Le monde n’a pas cédé.

Les funérailles d’Irina ont réuni tout le village. Le cercueil est resté fermé — décision médicale. Valéry marchait derrière, vidé, avec la sensation absurde qu’on enterrait aussi son avenir. La maison qu’ils avaient bâtie ensemble s’est transformée, du jour au lendemain, en un lieu trop grand, trop silencieux, presque hostile.
Il lui restait trois enfants. Oksana, encore toute petite, et deux nouveau-nées, minuscules, fragiles, à peine conscientes d’être en vie. Il avait peur de les prendre dans ses bras, peur de mal faire, peur de les briser.
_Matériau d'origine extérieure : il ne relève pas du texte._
//! bf-core: Core abstractions and configuration for baas-fleet
//!
//! This crate provides the shared types, configuration structures, error
//! taxonomy and collaborator traits used by the orchestrator and the CLI.

pub mod config;
pub mod error;
pub mod traits;
pub mod types;

pub use error::{
    ConfigError, FleetError, ProvisionError, ReadinessError, RegistrationError, SpawnError,
};
pub use types::{InstanceId, LifecycleState, PortPair, StreamKind};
La nuit, il s’asseyait à la table de la cuisine, un bébé contre sa poitrine, et écoutait leur respiration. Ce souffle était devenu son seul repère. Tant qu’il l’entendait, il tenait.
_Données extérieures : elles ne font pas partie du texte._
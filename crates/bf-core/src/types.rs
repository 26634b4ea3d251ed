//! Core domain types

use serde::{Deserialize, Serialize};
use std::fmt;

use crate::error::ConfigError;

/// Number of ports reserved per pipeline instance (worker + relay)
pub const PORT_PAIR_WIDTH: u16 = 2;

/// Ordinal identity of a pipeline instance, starting at 1 in launch order
#[derive(Debug, Clone, Copy, PartialEq, Eq, PartialOrd, Ord, Hash, Serialize, Deserialize)]
pub struct InstanceId(pub usize);

impl InstanceId {
    /// Create an instance ID from its ordinal
    pub fn new(ordinal: usize) -> Self {
        Self(ordinal)
    }

    /// Name of a process belonging to this instance, e.g. `relay-3`
    pub fn process_name(&self, role: &str) -> String {
        format!("{}-{}", role, self.0)
    }
}

impl fmt::Display for InstanceId {
    fn fmt(&self, f: &mut fmt::Formatter<'_>) -> fmt::Result {
        write!(f, "pipeline-{}", self.0)
    }
}

/// The two local ports owned by one pipeline instance
#[derive(Debug, Clone, Copy, PartialEq, Eq, Hash, Serialize, Deserialize)]
pub struct PortPair {
    /// Port the worker listens on
    pub worker: u16,
    /// Port the relay listens on (and the tunnel exposes)
    pub relay: u16,
}

impl PortPair {
    /// Port pair for the zero-based `index`-th instance of a fleet starting at `start_port`
    pub fn allocate(start_port: u16, index: usize) -> Result<Self, ConfigError> {
        if start_port == 0 {
            return Err(ConfigError::Invalid("start port must be non-zero".into()));
        }

        let worker = index
            .checked_mul(PORT_PAIR_WIDTH as usize)
            .and_then(|offset| offset.checked_add(start_port as usize))
            .filter(|port| *port < u16::MAX as usize)
            .ok_or_else(|| {
                ConfigError::Invalid(format!(
                    "port range for instance {} starting at {} exceeds 65535",
                    index + 1,
                    start_port
                ))
            })?;

        Ok(Self {
            worker: worker as u16,
            relay: worker as u16 + 1,
        })
    }

    /// Port pairs for a whole fleet of `count` instances
    pub fn allocate_range(start_port: u16, count: usize) -> Result<Vec<Self>, ConfigError> {
        (0..count)
            .map(|index| Self::allocate(start_port, index))
            .collect()
    }

    /// WebSocket URL the relay uses to reach the worker
    pub fn upstream_url(&self) -> String {
        format!("ws://localhost:{}", self.worker)
    }
}

impl fmt::Display for PortPair {
    fn fmt(&self, f: &mut fmt::Formatter<'_>) -> fmt::Result {
        write!(f, "({},{})", self.worker, self.relay)
    }
}

/// Which output stream a line of child output came from
#[derive(Debug, Clone, Copy, PartialEq, Eq, Hash, Serialize, Deserialize)]
pub enum StreamKind {
    Stdout,
    Stderr,
}

impl fmt::Display for StreamKind {
    fn fmt(&self, f: &mut fmt::Formatter<'_>) -> fmt::Result {
        match self {
            StreamKind::Stdout => write!(f, "stdout"),
            StreamKind::Stderr => write!(f, "stderr"),
        }
    }
}

/// Lifecycle of a pipeline instance
///
/// Startup walks the states in declaration order up to `Running`. Any state
/// may fall to `Failed`; `Running` leaves through `Terminating` to `Stopped`.
#[derive(Debug, Clone, Copy, PartialEq, Eq, Hash, Serialize, Deserialize)]
pub enum LifecycleState {
    Pending,
    WorkerStarting,
    WorkerReady,
    RelayStarting,
    RelayReady,
    TunnelProvisioning,
    TunnelReady,
    Registering,
    Running,
    Terminating,
    Stopped,
    Failed,
}

impl LifecycleState {
    /// `Stopped` and `Failed` are final
    pub fn is_terminal(&self) -> bool {
        matches!(self, LifecycleState::Stopped | LifecycleState::Failed)
    }

    /// Whether the instance is part of the monitored fleet
    pub fn is_running(&self) -> bool {
        matches!(self, LifecycleState::Running)
    }
}

impl fmt::Display for LifecycleState {
    fn fmt(&self, f: &mut fmt::Formatter<'_>) -> fmt::Result {
        let name = match self {
            LifecycleState::Pending => "pending",
            LifecycleState::WorkerStarting => "worker-starting",
            LifecycleState::WorkerReady => "worker-ready",
            LifecycleState::RelayStarting => "relay-starting",
            LifecycleState::RelayReady => "relay-ready",
            LifecycleState::TunnelProvisioning => "tunnel-provisioning",
            LifecycleState::TunnelReady => "tunnel-ready",
            LifecycleState::Registering => "registering",
            LifecycleState::Running => "running",
            LifecycleState::Terminating => "terminating",
            LifecycleState::Stopped => "stopped",
            LifecycleState::Failed => "failed",
        };
        f.write_str(name)
    }
}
Les voisins se relayaient. Du lait, des couches, des repas laissés devant la porte. Sa mère est venue vivre avec lui. Mais rien ne comblait l’absence de la voix d’Irina. Son rire discret. Sa manie de remettre chaque chose exactement à sa place.
Souvent, sans s’en rendre compte, il parlait à haute voix :
— Irina, regarde… Oksana a fait ses premiers pas…
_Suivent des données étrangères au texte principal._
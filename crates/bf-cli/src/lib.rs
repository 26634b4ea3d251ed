//! baas-fleet: Command-line interface for the pipeline fleet
//!
//! Argument parsing, configuration layering, batch files, the meeting URL
//! prompt and terminal output. `main.rs` wires these to the orchestrator.

pub mod args;
pub mod batch;
pub mod output;
pub mod prompt;
pub mod settings;

pub use args::Cli;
Puis le silence revenait, brutal, définitif.
La première année fut une descente lente. Valéry a vieilli d’un coup. Il travaillait, rentrait, lavait, nourrissait, berçait, s’endormait assis. Et parfois, la pensée surgissait, cruelle : si j’avais insisté… si je l’avais convaincue…
Ces mots ne criaient pas. Ils rongeaient.
Une nuit, quand les trois enfants pleuraient en même temps et que la maison semblait étouffer sous la fatigue, il est sorti dehors. Il s’est assis sur les marches et, pour la première fois, il a pleuré sans retenue.
— Pardonne-moi… je n’y arrive pas…
Il n’y a pas eu de miracle. Pas de voix. Juste un calme étrange. Une certitude silencieuse : il devait rester. Pas pour lui. Pour eux.
À partir de là, il a cessé de se demander pourquoi vivre. La question est devenue : comment tenir droit.
Les années ont passé. Oksana est devenue sérieuse, trop mûre pour son âge. Les jumelles étaient opposées : l’une douce et réservée, l’autre vive, entière, avec le caractère d’Irina.
Parfois, un geste, un regard, un sourire lui transperçait la poitrine. La douleur revenait, mais elle ne détruisait plus. Elle rappelait que l’amour avait existé. Et qu’il comptait encore.
Le jour où la plus jeune a eu dix-huit ans, ils sont allés ensemble au cimetière. Les filles se tenaient la main.
— Maman, — a murmuré Oksana, — papa a tout fait pour nous.
Valéry s’est détourné. Les larmes coulaient, mais il ne les a pas essuyées. Il avait enfin compris : Irina n’était pas partie complètement. Elle vivait dans ces enfants. Dans cette maison. En lui.
Le vide n’a jamais totalement disparu. Mais autour de lui s’est construit quelque chose de plus fort : la responsabilité, la mémoire, une forme d’amour silencieuse qui n’attendait plus de réponse.
Un matin, en se réveillant, une pensée simple s’est imposée :
Je ne vis pas à ta place. Je vis grâce à toi.
Et pour la première fois depuis longtemps, cela a suffi pour continuer.